When I worked as a gift officer and led fundraising teams, I often found that conversations with faculty members or physicians after a lecture allowed me to connect in a significant way with donors. Ultimately, those lectures and conversations – and the knowledge I acquired from them – often planted a seed that led to a gift or at the very least advanced a relationship. The more donors see us as extensions of the institutions we serve, the more credibility we gain and the more effective we become.
Example: Several years ago, I was working with an individual with significant capacity. He was interested enough in the institution I served to meet with the president and me several times, but we were not getting anywhere “pitching” him on our routine list of priorities. What became clear was this: These were our interests, not his. This man ran a successful packaging company, and over a dinner conversation, he expressed his frustration that in developing countries, disaster-relief packages too rarely reach the people in need. It happened that two weeks earlier, I attended a faculty member’s lecture on research and practice on this topic. That serendipity enabled me to discuss the university’s work in exactly the area of this prospective donor’s passion. The dinner conversation led to a meeting between that faculty member and donor, and several million dollars later, our university had an institute devoted to improving the logistics of disaster relief.
Without question, this successful outcome had a great deal to do with the expertise of the faculty member and the chemistry between her and the donor. But the bottom line is that when gift officers are doing their jobs well, they are seamless conduits between the institution’s mission and the donor’s interests. The more gift officers know about the very fabric of the institution, and the mission-driven work that occurs there, the more successful they will be.
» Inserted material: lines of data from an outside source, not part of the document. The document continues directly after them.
//! Let's Encrypt (or any RFC 8555 CA) backend
//!
//! Every session registers a throwaway account with the terms of service
//! accepted, opens a single-identifier order and picks the DNS-01 challenge.
//! Nothing is stored between sessions.

use std::sync::Arc;

use async_trait::async_trait;
use instant_acme::{
    Account, AuthorizationStatus, ChallengeType, Identifier, NewAccount, NewOrder, Order,
    OrderStatus,
};
use tokio::sync::Mutex;
use tracing::{debug, info, warn};

use super::{AcmeSession, AuthorityError, AuthorizationState, CertificateAuthority};
use crate::retry::{RetryPolicy, Sleeper};

/// Let's Encrypt production ACME directory URL
pub const LETS_ENCRYPT_PRODUCTION: &str = "https://acme-v02.api.letsencrypt.org/directory";

/// Let's Encrypt staging ACME directory URL (for testing)
pub const LETS_ENCRYPT_STAGING: &str = "https://acme-staging-v02.api.letsencrypt.org/directory";

impl From<instant_acme::Error> for AuthorityError {
    fn from(e: instant_acme::Error) -> Self {
        AuthorityError::Protocol(e.to_string())
    }
}

/// ACME directory client
pub struct LetsEncrypt {
    directory_url: String,
    contact_email: Option<String>,
    /// Bounds the wait for the signed certificate after finalization
    certificate_poll: RetryPolicy,
    sleeper: Arc<dyn Sleeper>,
}

impl LetsEncrypt {
    pub fn new(
        directory_url: &str,
        contact_email: Option<String>,
        certificate_poll: RetryPolicy,
        sleeper: Arc<dyn Sleeper>,
    ) -> Self {
        Self {
            directory_url: directory_url.to_string(),
            contact_email,
            certificate_poll,
            sleeper,
        }
    }
}

struct LetsEncryptSession {
    domain: String,
    dns_value: String,
    order: Mutex<Order>,
    certificate_poll: RetryPolicy,
    sleeper: Arc<dyn Sleeper>,
}

#[async_trait]
impl CertificateAuthority for LetsEncrypt {
    async fn open(&self, domain: &str) -> Result<Box<dyn AcmeSession>, AuthorityError> {
        let contact = self.contact_email.as_ref().map(|e| format!("mailto:{}", e));
        let contacts: Vec<&str> = contact.iter().map(String::as_str).collect();

        let (account, _credentials) = Account::builder()?
            .create(
                &NewAccount {
                    contact: &contacts,
                    terms_of_service_agreed: true,
                    only_return_existing: false,
                },
                self.directory_url.clone(),
                None,
            )
            .await?;
        debug!(directory = %self.directory_url, "Registered ACME account");

        // No notAfter: Let's Encrypt fixes the validity at 90 days itself
        let identifiers = [Identifier::Dns(domain.to_string())];
        let mut order = account.new_order(&NewOrder::new(&identifiers)).await?;

        let mut dns_value = None;
        {
            let mut authorizations = order.authorizations();
            while let Some(result) = authorizations.next().await {
                let mut auth = result?;
                let status = auth.status;
                match status {
                    AuthorizationStatus::Pending => {
                        let challenge = auth
                            .challenge(ChallengeType::Dns01)
                            .ok_or_else(|| AuthorityError::NoDnsChallenge(domain.to_string()))?;
                        dns_value = Some(challenge.key_authorization().dns_value());
                    }
                    AuthorizationStatus::Valid => {
                        debug!(domain = %domain, "Authorization already valid");
                    }
                    status => {
                        return Err(AuthorityError::Protocol(format!(
                            "unexpected authorization status {:?} for {}",
                            status, domain
                        )));
                    }
                }
            }
        }

        let dns_value = dns_value.ok_or_else(|| {
            AuthorityError::Protocol(format!("no pending authorization for {}", domain))
        })?;

        info!(domain = %domain, "ACME order opened with DNS-01 challenge");
        Ok(Box::new(LetsEncryptSession {
            domain: domain.to_string(),
            dns_value,
            order: Mutex::new(order),
            certificate_poll: self.certificate_poll,
            sleeper: self.sleeper.clone(),
        }))
    }
}

#[async_trait]
impl AcmeSession for LetsEncryptSession {
    fn dns_value(&self) -> &str {
        &self.dns_value
    }

    async fn accept(&self) -> Result<(), AuthorityError> {
        let mut order = self.order.lock().await;
        let mut authorizations = order.authorizations();

        while let Some(result) = authorizations.next().await {
            let mut auth = result?;
            if !matches!(auth.status, AuthorizationStatus::Pending) {
                continue;
            }

            let mut challenge = auth
                .challenge(ChallengeType::Dns01)
                .ok_or_else(|| AuthorityError::NoDnsChallenge(self.domain.clone()))?;
            challenge.set_ready().await?;
            debug!(domain = %self.domain, "DNS-01 challenge set ready");
        }

        Ok(())
    }

    async fn authorization_status(&self) -> Result<AuthorizationState, AuthorityError> {
        let mut order = self.order.lock().await;
        let state = order.refresh().await?;

        Ok(match state.status {
            OrderStatus::Ready | OrderStatus::Processing | OrderStatus::Valid => {
                AuthorizationState::Authorized
            }
            OrderStatus::Pending => AuthorizationState::Pending,
            OrderStatus::Invalid => AuthorizationState::Invalid,
        })
    }

    async fn issue(&self, csr_der: &[u8]) -> Result<Vec<Vec<u8>>, AuthorityError> {
        {
            let mut order = self.order.lock().await;
            order.finalize_csr(csr_der).await?;
        }
        debug!(domain = %self.domain, "Order finalized, waiting for certificate");

        let order = &self.order;
        let domain = self.domain.as_str();
        let chain_pem = self
            .certificate_poll
            .poll(self.sleeper.as_ref(), move |attempt| async move {
                let mut order = order.lock().await;
                match order.certificate().await {
                    Ok(Some(pem)) => Some(pem),
                    Ok(None) => {
                        debug!(domain = %domain, attempt, "Certificate not ready yet");
                        None
                    }
                    Err(e) => {
                        warn!(domain = %domain, attempt, error = %e, "Error fetching certificate");
                        None
                    }
                }
            })
            .await
            .ok_or_else(|| {
                AuthorityError::Protocol(format!(
                    "certificate for {} not available after {} attempts",
                    self.domain, self.certificate_poll.attempts
                ))
            })?;

        pem_chain_to_der(&chain_pem)
    }
}

/// Split a PEM chain into DER certificates, preserving order
pub fn pem_chain_to_der(chain_pem: &str) -> Result<Vec<Vec<u8>>, AuthorityError> {
    let blocks = pem::parse_many(chain_pem)
        .map_err(|e| AuthorityError::Protocol(format!("malformed certificate chain: {}", e)))?;

    Ok(blocks
        .into_iter()
        .filter(|block| block.tag() == "CERTIFICATE")
        .map(|block| block.into_contents())
        .collect())
}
I believe intellectual curiosity comes naturally to most gift officers, but there are tactics to ensure you are keeping up. Read broadly, set a goal of attending a certain number of lectures and performances each month, pursue your own interests – whatever they may be – deeply, and ask questions. The results will not only be personally enriching, but also professionally satisfying.
Join Joe for his free half-hour webinar on “Creating a Sense of Urgency for Donors,” a timely topic with the fiscal year close upon us all, on Thursday, May 12, at 12:30 pm EDT, or on Friday, May 13, at 12:30 p.m. PDT for our West Coast followers. Register now!
Joe Kender serves as the Senior Vice President of GG+A’s Training and Coaching practice area. He has more than 28 years of leadership experience in development and fundraising, alumni relations, and advancement in higher education. He can be reached at email@example.com.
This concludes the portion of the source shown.